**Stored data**
--------------------------------

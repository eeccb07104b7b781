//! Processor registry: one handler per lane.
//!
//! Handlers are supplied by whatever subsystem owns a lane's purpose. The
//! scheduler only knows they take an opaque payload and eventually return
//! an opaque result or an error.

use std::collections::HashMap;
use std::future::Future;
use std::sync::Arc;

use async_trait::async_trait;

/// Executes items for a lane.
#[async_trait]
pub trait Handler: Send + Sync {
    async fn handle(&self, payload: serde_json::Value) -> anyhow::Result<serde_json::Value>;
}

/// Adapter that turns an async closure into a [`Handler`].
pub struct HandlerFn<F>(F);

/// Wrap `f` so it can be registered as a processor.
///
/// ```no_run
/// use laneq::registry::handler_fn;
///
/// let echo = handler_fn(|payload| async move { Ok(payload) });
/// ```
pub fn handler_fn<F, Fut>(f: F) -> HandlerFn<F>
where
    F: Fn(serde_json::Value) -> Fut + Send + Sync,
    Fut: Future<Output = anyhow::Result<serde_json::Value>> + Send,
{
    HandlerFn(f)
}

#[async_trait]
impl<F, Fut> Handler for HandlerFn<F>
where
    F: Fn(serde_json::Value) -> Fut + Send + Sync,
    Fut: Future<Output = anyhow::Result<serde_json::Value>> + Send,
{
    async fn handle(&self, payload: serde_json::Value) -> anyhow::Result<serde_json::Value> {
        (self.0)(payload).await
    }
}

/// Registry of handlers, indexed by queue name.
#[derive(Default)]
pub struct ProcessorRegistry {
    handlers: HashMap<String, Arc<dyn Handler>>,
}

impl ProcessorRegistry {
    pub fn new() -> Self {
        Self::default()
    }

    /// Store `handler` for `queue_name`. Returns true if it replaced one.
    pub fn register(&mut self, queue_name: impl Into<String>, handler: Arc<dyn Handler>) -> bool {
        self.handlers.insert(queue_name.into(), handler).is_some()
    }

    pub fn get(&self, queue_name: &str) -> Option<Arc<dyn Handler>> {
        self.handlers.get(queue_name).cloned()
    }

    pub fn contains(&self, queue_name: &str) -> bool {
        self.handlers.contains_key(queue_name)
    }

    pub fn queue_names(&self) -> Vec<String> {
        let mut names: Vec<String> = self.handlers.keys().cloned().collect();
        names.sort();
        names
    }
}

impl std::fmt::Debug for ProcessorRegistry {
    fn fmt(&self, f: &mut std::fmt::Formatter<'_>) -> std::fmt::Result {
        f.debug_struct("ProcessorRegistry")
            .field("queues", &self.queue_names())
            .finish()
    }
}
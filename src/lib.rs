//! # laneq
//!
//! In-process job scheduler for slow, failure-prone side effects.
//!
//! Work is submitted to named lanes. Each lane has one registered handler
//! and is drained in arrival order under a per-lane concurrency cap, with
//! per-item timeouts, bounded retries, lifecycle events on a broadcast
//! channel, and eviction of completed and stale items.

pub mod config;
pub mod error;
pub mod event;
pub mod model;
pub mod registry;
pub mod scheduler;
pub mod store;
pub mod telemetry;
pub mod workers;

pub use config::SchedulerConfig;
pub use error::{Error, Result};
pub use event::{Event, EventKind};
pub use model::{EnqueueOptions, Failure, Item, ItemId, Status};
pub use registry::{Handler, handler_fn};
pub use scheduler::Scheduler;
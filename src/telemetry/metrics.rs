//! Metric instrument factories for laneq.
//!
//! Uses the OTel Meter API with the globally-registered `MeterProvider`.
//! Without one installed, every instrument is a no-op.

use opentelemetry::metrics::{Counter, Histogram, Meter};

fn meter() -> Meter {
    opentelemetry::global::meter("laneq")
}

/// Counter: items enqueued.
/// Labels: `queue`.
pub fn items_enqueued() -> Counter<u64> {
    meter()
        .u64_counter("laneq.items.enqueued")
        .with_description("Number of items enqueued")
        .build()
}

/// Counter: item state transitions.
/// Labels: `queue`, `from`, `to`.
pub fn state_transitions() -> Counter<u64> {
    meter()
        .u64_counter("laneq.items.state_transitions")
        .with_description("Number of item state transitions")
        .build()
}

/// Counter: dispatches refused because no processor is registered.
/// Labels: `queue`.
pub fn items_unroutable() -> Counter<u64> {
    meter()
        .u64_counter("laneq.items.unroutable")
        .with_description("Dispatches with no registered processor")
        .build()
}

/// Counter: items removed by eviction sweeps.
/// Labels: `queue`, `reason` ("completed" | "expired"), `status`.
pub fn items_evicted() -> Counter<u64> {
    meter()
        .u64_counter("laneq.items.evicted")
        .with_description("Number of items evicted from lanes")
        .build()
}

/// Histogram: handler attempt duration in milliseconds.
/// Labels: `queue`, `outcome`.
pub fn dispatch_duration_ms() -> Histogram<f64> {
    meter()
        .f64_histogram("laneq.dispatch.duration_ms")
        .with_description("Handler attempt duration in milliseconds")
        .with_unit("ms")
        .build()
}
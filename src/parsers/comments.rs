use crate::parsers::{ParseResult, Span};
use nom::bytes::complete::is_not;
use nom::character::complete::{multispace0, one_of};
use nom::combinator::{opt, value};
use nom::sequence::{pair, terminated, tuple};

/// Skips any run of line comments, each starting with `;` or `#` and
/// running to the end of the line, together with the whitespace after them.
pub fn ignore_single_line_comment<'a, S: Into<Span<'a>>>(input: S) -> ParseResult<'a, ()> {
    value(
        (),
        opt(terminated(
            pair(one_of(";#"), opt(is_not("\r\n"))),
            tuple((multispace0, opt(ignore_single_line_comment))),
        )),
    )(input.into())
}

--------------------------------

**ABOUT THIS TASK**
Once you have read the entries, repeat them all exactly.

**ANSWER BELOW**
repository eeccb07104b7b781
//! Processor registry: one handler per lane.
//!
//! Handlers are supplied by whatever subsystem owns a lane's purpose. The
//! scheduler only knows they take an opaque payload and eventually return
//! an opaque result or an error.

use std::collections::HashMap;
use std::future::Future;
use std::sync::Arc;

use async_trait::async_trait;

/// Executes items for a lane.
#[async_trait]
pub trait Handler: Send + Sync {
    async fn handle(&self, payload: serde_json::Value) -> anyhow::Result<serde_json::Value>;
}

/// Adapter that turns an async closure into a [`Handler`].
pub struct HandlerFn<F>(F);

/// Wrap `f` so it can be registered as a processor.
///
/// ```no_run
/// use laneq::registry::handler_fn;
///
/// let echo = handler_fn(|payload| async move { Ok(payload) });
/// ```
pub fn handler_fn<F, Fut>(f: F) -> HandlerFn<F>
where
    F: Fn(serde_json::Value) -> Fut + Send + Sync,
    Fut: Future<Output = anyhow::Result<serde_json::Value>> + Send,
{
    HandlerFn(f)
}

#[async_trait]
impl<F, Fut> Handler for HandlerFn<F>
where
    F: Fn(serde_json::Value) -> Fut + Send + Sync,
    Fut: Future<Output = anyhow::Result<serde_json::Value>> + Send,
{
    async fn handle(&self, payload: serde_json::Value) -> anyhow::Result<serde_json::Value> {
        (self.0)(payload).await
    }
}

/// Registry of handlers, indexed by queue name.
#[derive(Default)]
pub struct ProcessorRegistry {
    handlers: HashMap<String, Arc<dyn Handler>>,
}

impl ProcessorRegistry {
    pub fn new() -> Self {
        Self::default()
    }

    /// Store `handler` for `queue_name`. Returns true if it replaced one.
    pub fn register(&mut self, queue_name: impl Into<String>, handler: Arc<dyn Handler>) -> bool {
        self.handlers.insert(queue_name.into(), handler).is_some()
    }

    pub fn get(&self, queue_name: &str) -> Option<Arc<dyn Handler>> {
        self.handlers.get(queue_name).cloned()
    }

    pub fn contains(&self, queue_name: &str) -> bool {
        self.handlers.contains_key(queue_name)
    }

    pub fn queue_names(&self) -> Vec<String> {
        let mut names: Vec<String> = self.handlers.keys().cloned().collect();
        names.sort();
        names
    }
}

impl std::fmt::Debug for ProcessorRegistry {
    fn fmt(&self, f: &mut std::fmt::Formatter<'_>) -> std::fmt::Result {
        f.debug_struct("ProcessorRegistry")
            .field("queues", &self.queue_names())
            .finish()
    }
}
filename src/lib.rs
//! # laneq
//!
//! In-process job scheduler for slow, failure-prone side effects.
//!
//! Work is submitted to named lanes. Each lane has one registered handler
//! and is drained in arrival order under a per-lane concurrency cap, with
//! per-item timeouts, bounded retries, lifecycle events on a broadcast
//! channel, and eviction of completed and stale items.

pub mod config;
pub mod error;
pub mod event;
pub mod model;
pub mod registry;
pub mod scheduler;
pub mod store;
pub mod telemetry;
pub mod workers;

pub use config::SchedulerConfig;
pub use error::{Error, Result};
pub use event::{Event, EventKind};
pub use model::{EnqueueOptions, Failure, Item, ItemId, Status};
pub use registry::{Handler, handler_fn};
pub use scheduler::Scheduler;
filename src/telemetry/metrics.rs
//! Metric instrument factories for laneq.
//!
//! Uses the OTel Meter API with the globally-registered `MeterProvider`.
//! Without one installed, every instrument is a no-op.

use opentelemetry::metrics::{Counter, Histogram, Meter};

fn meter() -> Meter {
    opentelemetry::global::meter("laneq")
}

/// Counter: items enqueued.
/// Labels: `queue`.
pub fn items_enqueued() -> Counter<u64> {
    meter()
        .u64_counter("laneq.items.enqueued")
        .with_description("Number of items enqueued")
        .build()
}

/// Counter: item state transitions.
/// Labels: `queue`, `from`, `to`.
pub fn state_transitions() -> Counter<u64> {
    meter()
        .u64_counter("laneq.items.state_transitions")
        .with_description("Number of item state transitions")
        .build()
}

/// Counter: dispatches refused because no processor is registered.
/// Labels: `queue`.
pub fn items_unroutable() -> Counter<u64> {
    meter()
        .u64_counter("laneq.items.unroutable")
        .with_description("Dispatches with no registered processor")
        .build()
}

/// Counter: items removed by eviction sweeps.
/// Labels: `queue`, `reason` ("completed" | "expired"), `status`.
pub fn items_evicted() -> Counter<u64> {
    meter()
        .u64_counter("laneq.items.evicted")
        .with_description("Number of items evicted from lanes")
        .build()
}

/// Histogram: handler attempt duration in milliseconds.
/// Labels: `queue`, `outcome`.
pub fn dispatch_duration_ms() -> Histogram<f64> {
    meter()
        .f64_histogram("laneq.dispatch.duration_ms")
        .with_description("Handler attempt duration in milliseconds")
        .with_unit("ms")
        .build()
}
filename src/parsers/comments.rs
use crate::parsers::{ParseResult, Span};
use nom::bytes::complete::is_not;
use nom::character::complete::{multispace0, one_of};
use nom::combinator::{opt, value};
use nom::sequence::{pair, terminated, tuple};

/// Skips any run of line comments, each starting with `;` or `#` and
/// running to the end of the line, together with the whitespace after them.
pub fn ignore_single_line_comment<'a, S: Into<Span<'a>>>(input: S) -> ParseResult<'a, ()> {
    value(
        (),
        opt(terminated(
            pair(one_of(";#"), opt(is_not("\r\n"))),
            tuple((multispace0, opt(ignore_single_line_comment))),
        )),
    )(input.into())
}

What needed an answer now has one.